The share of nuclear power in global gross electricity generation fell below 10 per cent last year to the lowest in around four decades, an industry report showed on Wednesday.
Nuclear energy generated 2,653 terawatt hours of electricity last year, accounting for 9.8% of global generation - the lowest since the 1980s, the annual World Nuclear Industry Status Report (WNISR) showed, according to Reuters.
Proponents of nuclear say as a low-carbon power source it could be vital in helping countries meet climate targets, but several plants around the world are coming to the end of their life expectancies and many new ones have faced delays.
The most nuclear power in the world is generated in the United States, followed by China.
As of mid-2022, 411 reactors were operating in 33 countries, four less than a year earlier and 27 below a 2002 peak of 438.
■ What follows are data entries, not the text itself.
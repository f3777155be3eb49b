use std::fmt;

use chrono::{DateTime, Utc};
use serde::Serialize;

// ---------------------------------------------------------------------------
// Record
// ---------------------------------------------------------------------------

/// One boardroom KPI row: a planned/actual pair with metadata.
///
/// `(category, area)` identifies the metric — e.g. ("Finance", "Budget
/// Adherence") or ("Youth Development", "U18 Court Hours"). The pair is
/// expected to be unique within a store; the heatmap builder collapses
/// duplicates last-write-wins.
#[derive(Clone, Debug, Serialize)]
pub struct Record {
    /// Top-level grouping (department, unit).
    pub category: String,
    /// Sub-grouping within the category (specific KPI or resource).
    pub area: String,
    /// Target/baseline value. Must be non-negative; a zero here makes the
    /// ratio undefined for non-inverted metrics.
    pub required: f64,
    /// Observed/achieved value. Negatives are permitted and treated
    /// arithmetically.
    pub actual: f64,
    /// True when a lower `actual` is better (cost, turnover, injury days).
    pub invert: bool,
    /// Short value history, oldest to newest. Used by the trend evaluator
    /// when no explicit delta is present.
    pub trend_history: Option<Vec<f64>>,
    /// Explicit change since the previous period. Takes precedence over
    /// `trend_history`.
    pub trend_delta: Option<f64>,
    /// Timestamp of the last audit/edit, for staleness detection.
    pub last_update: DateTime<Utc>,
    /// Accountable person. Metadata only, never used in computation.
    pub owner: String,
    /// Free-form annotation. Metadata only.
    pub note: String,
}

impl Default for Record {
    fn default() -> Self {
        Self {
            category: String::new(),
            area: String::new(),
            required: 0.0,
            actual: 0.0,
            invert: false,
            trend_history: None,
            trend_delta: None,
            last_update: DateTime::<Utc>::UNIX_EPOCH,
            owner: String::new(),
            note: String::new(),
        }
    }
}

// ---------------------------------------------------------------------------
// Derived types
// ---------------------------------------------------------------------------

/// Traffic-light classification band.
#[derive(Clone, Copy, Debug, PartialEq, Eq, Serialize)]
#[serde(rename_all = "lowercase")]
pub enum Status {
    Critical,
    Warning,
    Ok,
}

impl Status {
    pub fn as_str(&self) -> &'static str {
        match self {
            Status::Critical => "critical",
            Status::Warning => "warning",
            Status::Ok => "ok",
        }
    }
}

impl fmt::Display for Status {
    fn fmt(&self, f: &mut fmt::Formatter<'_>) -> fmt::Result {
        f.write_str(self.as_str())
    }
}

/// Which direction a KPI is heading.
#[derive(Clone, Copy, Debug, PartialEq, Eq, Serialize)]
#[serde(rename_all = "lowercase")]
pub enum TrendDirection {
    Up,
    Down,
    Flat,
}

impl TrendDirection {
    pub fn as_str(&self) -> &'static str {
        match self {
            TrendDirection::Up => "up",
            TrendDirection::Down => "down",
            TrendDirection::Flat => "flat",
        }
    }

    /// Arrow glyph for table/terminal rendering.
    pub fn arrow(&self) -> &'static str {
        match self {
            TrendDirection::Up => "\u{2191}",
            TrendDirection::Down => "\u{2193}",
            TrendDirection::Flat => "\u{2192}",
        }
    }
}

impl fmt::Display for TrendDirection {
    fn fmt(&self, f: &mut fmt::Formatter<'_>) -> fmt::Result {
        write!(f, "{} {}", self.arrow(), self.as_str())
    }
}

/// A record plus its derived fields, produced by `classify`.
///
/// `ratio_percent` is `None` exactly when the ratio is undefined
/// (`required == 0` on a non-inverted metric); the status is `Warning`
/// in that case, never a crash.
#[derive(Clone, Debug, Serialize)]
pub struct ClassifiedRecord {
    pub record: Record,
    pub ratio_percent: Option<i64>,
    pub status: Status,
    pub trend: TrendDirection,
}
//! Report assembly and markdown rendering.
//!
//! [`build_report`] runs the whole pipeline (store -> deriver -> composer) and either
//! returns a complete [`ThresholdReport`] or the first error; there is no partial report.

use serde::{Deserialize, Serialize};
use threshold_report_core::{Metric, MetricDeriver, ReportError, SampleStore, SeriesComposer};

use crate::charts::{ChartSpec, LegendEntry, SeriesChart, SummaryChart, format_value};
use crate::config::ReportConfig;
use crate::error::HarnessError;
use crate::narrative;
use crate::structured_log::now_utc;

pub const REPORT_SCHEMA_VERSION: &str = "v1";

/// Byte sequences drawn in the memory chart, with their legend names.
const MEMORY_SERIES: [(Metric, &str); 2] = [
    (Metric::DataSegmentBytes, "Total Segment"),
    (Metric::FreeSpaceBytes, "Free Space"),
];

/// Everything a renderer needs: three threshold charts, the speedup summary and copy.
#[derive(Debug, Clone, PartialEq, Serialize, Deserialize)]
pub struct ThresholdReport {
    pub schema_version: String,
    pub title: String,
    #[serde(default, skip_serializing_if = "Option::is_none")]
    pub source: Option<String>,
    pub generated_at: String,
    pub thresholds: Vec<u64>,
    pub introduction: String,
    pub execution_time: SeriesChart,
    pub fragmentation: SeriesChart,
    pub memory: SeriesChart,
    pub speedup: SummaryChart,
    #[serde(default, skip_serializing_if = "Option::is_none")]
    pub conclusion: Option<String>,
}

/// Build the full report from a store.
pub fn build_report(store: &SampleStore, cfg: &ReportConfig) -> Result<ThresholdReport, HarnessError> {
    cfg.validate()?;
    let names = cfg.scenario_names(store)?;
    let composer = SeriesComposer::new(store);
    let deriver = MetricDeriver::new(store);

    let scenario_legend = names
        .iter()
        .map(|name| {
            store.scenario(name).map(|s| LegendEntry {
                key: s.name().to_string(),
                label: s.label().to_string(),
            })
        })
        .collect::<Result<Vec<_>, ReportError>>()?;

    let execution_time = SeriesChart {
        spec: ChartSpec::execution_time(),
        narrative: narrative::EXECUTION_TIME.to_string(),
        legend: scenario_legend.clone(),
        rows: composer.compose(Metric::ExecutionTime, &names)?,
    };

    let fragmentation = SeriesChart {
        spec: ChartSpec::fragmentation(),
        narrative: narrative::FRAGMENTATION.to_string(),
        legend: scenario_legend.clone(),
        rows: composer.compose(Metric::FragmentationRatio, &names)?,
    };

    let memory_scenario = store.scenario(&cfg.memory_scenario)?;
    let mut memory_rows = Vec::new();
    for (metric, _) in MEMORY_SERIES {
        if !memory_scenario.defines(metric) {
            return Err(ReportError::validation(
                memory_scenario.name(),
                metric.as_str(),
                "memory chart scenario does not report this byte sequence",
            )
            .into());
        }
        memory_rows.extend(composer.compose_scaled(
            metric,
            &[memory_scenario.name()],
            cfg.unit_divisor,
        )?);
    }
    let memory = SeriesChart {
        spec: ChartSpec::memory(memory_scenario.label(), &cfg.unit_label),
        narrative: narrative::memory(memory_scenario.label()),
        legend: MEMORY_SERIES
            .iter()
            .map(|(metric, label)| LegendEntry {
                key: metric.as_str().to_string(),
                label: (*label).to_string(),
            })
            .collect(),
        rows: memory_rows,
    };

    let speedup = SummaryChart {
        spec: ChartSpec::speedup(),
        narrative: narrative::SPEEDUP.to_string(),
        legend: scenario_legend,
        rows: composer.compose_summary(&names, |name| deriver.speedup(name))?,
    };

    Ok(ThresholdReport {
        schema_version: REPORT_SCHEMA_VERSION.to_string(),
        title: store.title().to_string(),
        source: store.source().map(str::to_string),
        generated_at: cfg.timestamp.clone().unwrap_or_else(now_utc),
        thresholds: store.thresholds().as_slice().to_vec(),
        introduction: narrative::INTRODUCTION.to_string(),
        execution_time,
        fragmentation,
        memory,
        speedup,
        conclusion: store.conclusion().map(str::to_string),
    })
}

impl ThresholdReport {
    /// The three threshold charts in report order.
    #[must_use]
    pub fn series_charts(&self) -> [&SeriesChart; 3] {
        [&self.execution_time, &self.fragmentation, &self.memory]
    }

    /// Total long-form rows across all series charts.
    #[must_use]
    pub fn row_count(&self) -> usize {
        self.series_charts().iter().map(|c| c.rows.len()).sum::<usize>() + self.speedup.rows.len()
    }

    pub fn to_json(&self) -> Result<String, serde_json::Error> {
        serde_json::to_string_pretty(self)
    }

    pub fn from_json(json: &str) -> Result<Self, serde_json::Error> {
        serde_json::from_str(json)
    }

    #[must_use]
    pub fn to_markdown(&self) -> String {
        use std::fmt::Write as _;

        let mut out = String::new();
        writeln!(out, "# {}", self.title).ok();
        writeln!(out).ok();
        if let Some(source) = &self.source {
            writeln!(out, "- Source: {source}").ok();
        }
        writeln!(out, "- Generated: {}", self.generated_at).ok();
        writeln!(
            out,
            "- Thresholds (bytes): {}",
            self.thresholds
                .iter()
                .map(u64::to_string)
                .collect::<Vec<_>>()
                .join(", ")
        )
        .ok();
        writeln!(out).ok();

        writeln!(out, "## Introduction").ok();
        writeln!(out).ok();
        writeln!(out, "{}", self.introduction).ok();
        writeln!(out).ok();

        for chart in self.series_charts() {
            render_series_section(&mut out, chart);
        }
        render_summary_section(&mut out, &self.speedup);

        if let Some(conclusion) = &self.conclusion {
            writeln!(out, "## Conclusion").ok();
            writeln!(out).ok();
            writeln!(out, "{conclusion}").ok();
        }
        out
    }
}

fn render_series_section(out: &mut String, chart: &SeriesChart) {
    use std::fmt::Write as _;

    let spec = &chart.spec;
    writeln!(out, "## {}", spec.title).ok();
    writeln!(out).ok();
    writeln!(out, "{}", chart.narrative).ok();
    writeln!(out).ok();
    writeln!(out, "_{}; y: {}_", spec.encoding_summary(), spec.y_label).ok();
    writeln!(out).ok();

    let table = chart.pivot();
    if table.columns.is_empty() {
        writeln!(out, "_No scenario reports this metric._").ok();
        writeln!(out).ok();
        return;
    }

    write!(out, "| {} |", spec.x_label).ok();
    for (label, _) in &table.columns {
        write!(out, " {label} |").ok();
    }
    writeln!(out).ok();
    write!(out, "|---:|").ok();
    for _ in &table.columns {
        write!(out, "---:|").ok();
    }
    writeln!(out).ok();

    for (i, threshold) in table.thresholds.iter().enumerate() {
        write!(out, "| {threshold} |").ok();
        for (_, values) in &table.columns {
            let cell = values[i].map_or_else(
                || "-".to_string(),
                |value| format_value(value, spec.value_format.as_deref()),
            );
            write!(out, " {cell} |").ok();
        }
        writeln!(out).ok();
    }
    writeln!(out).ok();
}

fn render_summary_section(out: &mut String, chart: &SummaryChart) {
    use std::fmt::Write as _;

    let spec = &chart.spec;
    writeln!(out, "## {}", spec.title).ok();
    writeln!(out).ok();
    writeln!(out, "{}", chart.narrative).ok();
    writeln!(out).ok();
    writeln!(out, "| {} | {} |", spec.x_label, spec.y_label).ok();
    writeln!(out, "|------|-----:|").ok();
    for row in &chart.rows {
        writeln!(
            out,
            "| {} | {} |",
            chart.label_for(&row.scenario),
            format_value(row.value, spec.value_format.as_deref())
        )
        .ok();
    }
    writeln!(out).ok();
}
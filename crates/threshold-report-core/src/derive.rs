//! Metrics computed from, but not stored in, the sample store.

use crate::error::{ReportError, Result};
use crate::metric::Metric;
use crate::store::SampleStore;

/// Divisor turning byte counts into megabytes (decimal, as reported by the allocator sweep).
pub const MEGABYTE: f64 = 1e6;

/// Pure derivations over a borrowed [`SampleStore`].
#[derive(Debug, Clone, Copy)]
pub struct MetricDeriver<'a> {
    store: &'a SampleStore,
}

impl<'a> MetricDeriver<'a> {
    #[must_use]
    pub const fn new(store: &'a SampleStore) -> Self {
        Self { store }
    }

    /// Execution time at the smallest threshold over execution time at the largest.
    ///
    /// A zero final execution time, or one so small the ratio overflows, yields
    /// [`ReportError::DivisionByZero`]; the ratio is never reported as infinity or NaN.
    pub fn speedup(&self, scenario: &str) -> Result<f64> {
        let sample = self.store.scenario(scenario)?;
        let (Some(first), Some(last)) = (sample.samples().first(), sample.samples().last()) else {
            return Err(ReportError::validation(
                scenario,
                Metric::ExecutionTime.as_str(),
                "scenario has no samples",
            ));
        };
        let ratio = first.execution_time / last.execution_time;
        if last.execution_time == 0.0 || !ratio.is_finite() {
            return Err(ReportError::DivisionByZero {
                scenario: scenario.to_string(),
            });
        }
        Ok(ratio)
    }

    /// Byte sequence `metric` of `scenario`, divided elementwise by `unit_divisor`.
    pub fn normalized_memory(
        &self,
        scenario: &str,
        metric: Metric,
        unit_divisor: f64,
    ) -> Result<Vec<f64>> {
        let sample = self.store.scenario(scenario)?;
        if !metric.is_byte_count() {
            return Err(ReportError::validation(
                scenario,
                metric.as_str(),
                "memory normalization needs a byte-count metric",
            ));
        }
        if !(unit_divisor.is_finite() && unit_divisor > 0.0) {
            return Err(ReportError::validation(
                scenario,
                metric.as_str(),
                format!("unit divisor {unit_divisor} must be finite and positive"),
            ));
        }
        let bytes = sample.byte_series(metric).ok_or_else(|| {
            ReportError::validation(
                scenario,
                metric.as_str(),
                "scenario does not report this byte sequence",
            )
        })?;
        bytes
            .into_iter()
            .map(|b| {
                let value = b as f64 / unit_divisor;
                if value.is_finite() {
                    Ok(value)
                } else {
                    Err(ReportError::validation(
                        scenario,
                        metric.as_str(),
                        format!("{b} bytes / {unit_divisor} is not a finite value"),
                    ))
                }
            })
            .collect()
    }
}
The slow pace of new projects coming on stream has meant the average age of reactors is around 31 years old.
Out of 53 reactors under construction currently, at least half of the projects are delayed. Five new units became operational in the first half of this year, while eight closed last year.
Global investment in new nuclear construction projects last year was around $24 billion, accounting for 6.5% of total investment of $366 billion in non-hydro renewables projects.
Nuclear power is also losing ground to renewables in terms of cost as reactors are increasingly seen as less economical and slower to build.
The levelised cost of energy - which compares the total lifetime cost of building and running a plant to lifetime output - fell to $36 per megawatt hour (MWh) last year for solar photovoltaic from $359/MWh in 2009, while the cost for wind fell to $38/MWh from $135/MWh, the report showed.
However, nuclear power costs rose by 36% last year to $167/MWh from $123/MWh in 2009.